Friday, November 5, 2010

I'll take that as a compliment

I was never fond of my current school, perhaps because it was not an environment I grew up studying in, what with it being an all-girl school and all. I remember the day I first walked its grounds (exactly 32 months ago), I kept longing for the day I would leave. Everything was uncomfortable for me; the classrooms, the girls, the tomboys, the absence of boys, the food. Everything. I never thought I would survive the short past years. I was so used to being in a co-ed school and now, this sudden change? But I did and I kinda like it.

One time, C screamed in class and asked if anyone has a pad. I immediately thought to myself, "Never in a co-ed school would you ever hear that one!"

Everyone has an open mind and everyone is comfortable being who they are, and by "who they are" I mean being a girl and going through what girls go through, without ever feeling embarrassed :)

How I've changed since St. Teresa?

For starters, I have adopted the act of aimless hugging. Believe it or not, I was always uncomfortable with hugging or holding hands or anything that requires the sense of touch when it comes to expressing feelings. I would always use my words; the old-fashion way. I had a somewhat 'cold' heart and now, the heart has melted. And I cant stop hugging!

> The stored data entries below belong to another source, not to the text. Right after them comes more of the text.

//! Integration tests for marker enumeration and segmentation.

use docsplit::batch::BatchOrchestrator;
use docsplit::host::memory::{MemoryHostFactory, MARKER_TOKEN};
use docsplit::host::DocumentFormat;
use docsplit::naming::NamePattern;
use docsplit::segment::{segment, Block, BlockPlan, PlanOptions};
use docsplit::{Position, SplitConfig};
use proptest::prelude::*;
use std::collections::HashSet;
use std::fs;
use std::path::Path;
use std::sync::Arc;
use tempfile::tempdir;

fn p(c: u32, b: u32, o: u32) -> Position {
    Position::new(c, b, o)
}

/// Sorted marker positions inside `[ORIGIN, (3,0,0))`
fn markers_strategy() -> impl Strategy<Value = Vec<Position>> {
    prop::collection::vec((0u32..3, 0u32..50, 0u32..100), 0..40).prop_map(|raw| {
        let mut positions: Vec<Position> = raw.into_iter().map(Position::from).collect();
        positions.sort();
        positions
    })
}

/// Marked text: lines of words with marker tokens sprinkled in
fn marked_text_strategy() -> impl Strategy<Value = String> {
    let piece = ("[a-z ]{0,8}", any::<bool>())
        .prop_map(|(text, marker)| if marker { format!("{}{}", text, MARKER_TOKEN) } else { text });
    let line = prop::collection::vec(piece, 1..5).prop_map(|pieces| pieces.concat());
    prop::collection::vec(line, 1..12).prop_map(|lines| lines.join("\n"))
}

mod scenario_tests {
    use super::*;

    #[test]
    fn test_three_markers_give_four_blocks() {
        let blocks = segment(&[p(0, 5, 0), p(0, 12, 0), p(0, 20, 0)], Position::ORIGIN, p(0, 25, 10));
        assert_eq!(
            blocks,
            vec![
                Block::new(p(0, 0, 0), p(0, 5, 0)),
                Block::new(p(0, 5, 0), p(0, 12, 0)),
                Block::new(p(0, 12, 0), p(0, 20, 0)),
                Block::new(p(0, 20, 0), p(0, 25, 10)),
            ]
        );
    }

    #[test]
    fn test_identical_markers_give_one_empty_block() {
        let blocks = segment(&[p(0, 8, 0), p(0, 8, 0)], Position::ORIGIN, p(0, 10, 0));
        let empty: Vec<_> = blocks.iter().filter(|b| b.is_empty()).collect();
        assert_eq!(empty, vec![&Block::new(p(0, 8, 0), p(0, 8, 0))]);
    }

    #[test]
    fn test_markers_from_marked_text() {
        let dir = tempdir().unwrap();
        let source = dir.path().join("exam.txt");
        fs::write(&source, "Q1 stem\nchoices[^]\nQ2 stem[^]\nappendix").unwrap();

        let config = SplitConfig::new().with_format(DocumentFormat::Text);
        let mut orchestrator = BatchOrchestrator::new(Arc::new(MemoryHostFactory::new()), config).unwrap();
        let survey = orchestrator.survey(&source).unwrap();

        assert_eq!(survey.scan.positions(), vec![p(0, 1, 7), p(0, 2, 7)]);
        assert_eq!(survey.doc_end, p(0, 3, 8));
        assert_eq!(survey.plan.len(), 3);
        assert_eq!(survey.plan.blocks[2].block, Block::new(p(0, 2, 7), p(0, 3, 8)));
    }

    #[test]
    fn test_marker_kind_filters() {
        let dir = tempdir().unwrap();
        let source = dir.path().join("exam.txt");
        fs::write(&source, "a[^]\nb[^]").unwrap();

        let config = SplitConfig::new().with_marker_kind("fn");
        let mut orchestrator = BatchOrchestrator::new(Arc::new(MemoryHostFactory::new()), config).unwrap();
        let survey = orchestrator.survey(&source).unwrap();
        assert!(survey.scan.markers.is_empty());
        assert_eq!(survey.scan.visited, 2);
        assert_eq!(survey.plan.len(), 1);
    }
}

mod proptest_tests {
    use super::*;

    proptest! {
        #[test]
        fn segmentation_is_complete_and_chained(markers in markers_strategy()) {
            let start = Position::ORIGIN;
            let end = p(3, 0, 0);
            let blocks = segment(&markers, start, end);

            prop_assert_eq!(blocks.len(), markers.len() + 1);
            prop_assert_eq!(blocks[0].start, start);
            prop_assert_eq!(blocks[blocks.len() - 1].end, end);
            for pair in blocks.windows(2) {
                prop_assert_eq!(pair[0].end, pair[1].start);
            }
            for (block, marker) in blocks.iter().zip(&markers) {
                prop_assert_eq!(block.end, *marker);
            }
        }

        #[test]
        fn zero_markers_give_one_block(c in 0u32..4, b in 0u32..100, o in 0u32..100) {
            let end = p(c, b, o);
            prop_assert_eq!(segment(&[], Position::ORIGIN, end), vec![Block::new(Position::ORIGIN, end)]);
        }

        #[test]
        fn plan_ordinals_are_dense(markers in markers_strategy(), leading in any::<bool>(), trailing in any::<bool>()) {
            let blocks = segment(&markers, Position::ORIGIN, p(3, 0, 0));
            let options = PlanOptions {
                include_leading_block: leading,
                include_trailing_block: trailing,
                ..Default::default()
            };
            let plan = BlockPlan::new(&blocks, &options);
            for (i, planned) in plan.iter().enumerate() {
                prop_assert_eq!(planned.ordinal, i + 1);
                prop_assert_eq!(planned.block, blocks[planned.segment_index]);
            }
        }

        #[test]
        fn output_names_are_distinct(count in 1usize..3000, width in 0usize..6) {
            let pattern = NamePattern::parse(&format!("{{stem}}-{{index:0{}}}.{{ext}}", width)).unwrap();
            let ordinals: Vec<usize> = (1..=count).collect();
            let paths = pattern.paths_for(Path::new("out"), &ordinals, "exam", "hwp").unwrap();
            let unique: HashSet<_> = paths.iter().collect();
            prop_assert_eq!(unique.len(), count);
        }
    }

    proptest! {
        #![proptest_config(ProptestConfig::with_cases(32))]

        #[test]
        fn enumeration_and_segmentation_are_deterministic(text in marked_text_strategy()) {
            let dir = tempdir().unwrap();
            let source = dir.path().join("doc.txt");
            fs::write(&source, &text).unwrap();

            let factory = Arc::new(MemoryHostFactory::new());
            let mut orchestrator = BatchOrchestrator::new(factory, SplitConfig::default()).unwrap();
            let first = orchestrator.survey(&source).unwrap();
            let second = orchestrator.survey(&source).unwrap();

            prop_assert_eq!(first.scan.markers.len(), text.matches(MARKER_TOKEN).count());
            prop_assert_eq!(first.plan.len(), first.scan.markers.len() + 1);
            prop_assert_eq!(first.plan, second.plan);
        }
    }
}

I am spiritually stronger. I'm surrounded, everyday, by friends who have close relationships with God. These people are not even the slightest bit ashamed of it. What moves me, really, is the fact that we are of different religions and we openly talk about it together. I have Muslim friends who are always genuinely happy to hear me talk about the miracles I've heard, read about or have seen. All this makes me feel blessed because racism doesnt rise here.

I learned to speak my mind. I used to always bottle things up. Now, I stopped holding them in and letting them eat me up. Instead, I let them out and I let go, which is a lot healthier, I must say. Especially since I'm an over-sensitive and emotionally fragile person. I still do cry, but crying is good too; it's another way of letting go :)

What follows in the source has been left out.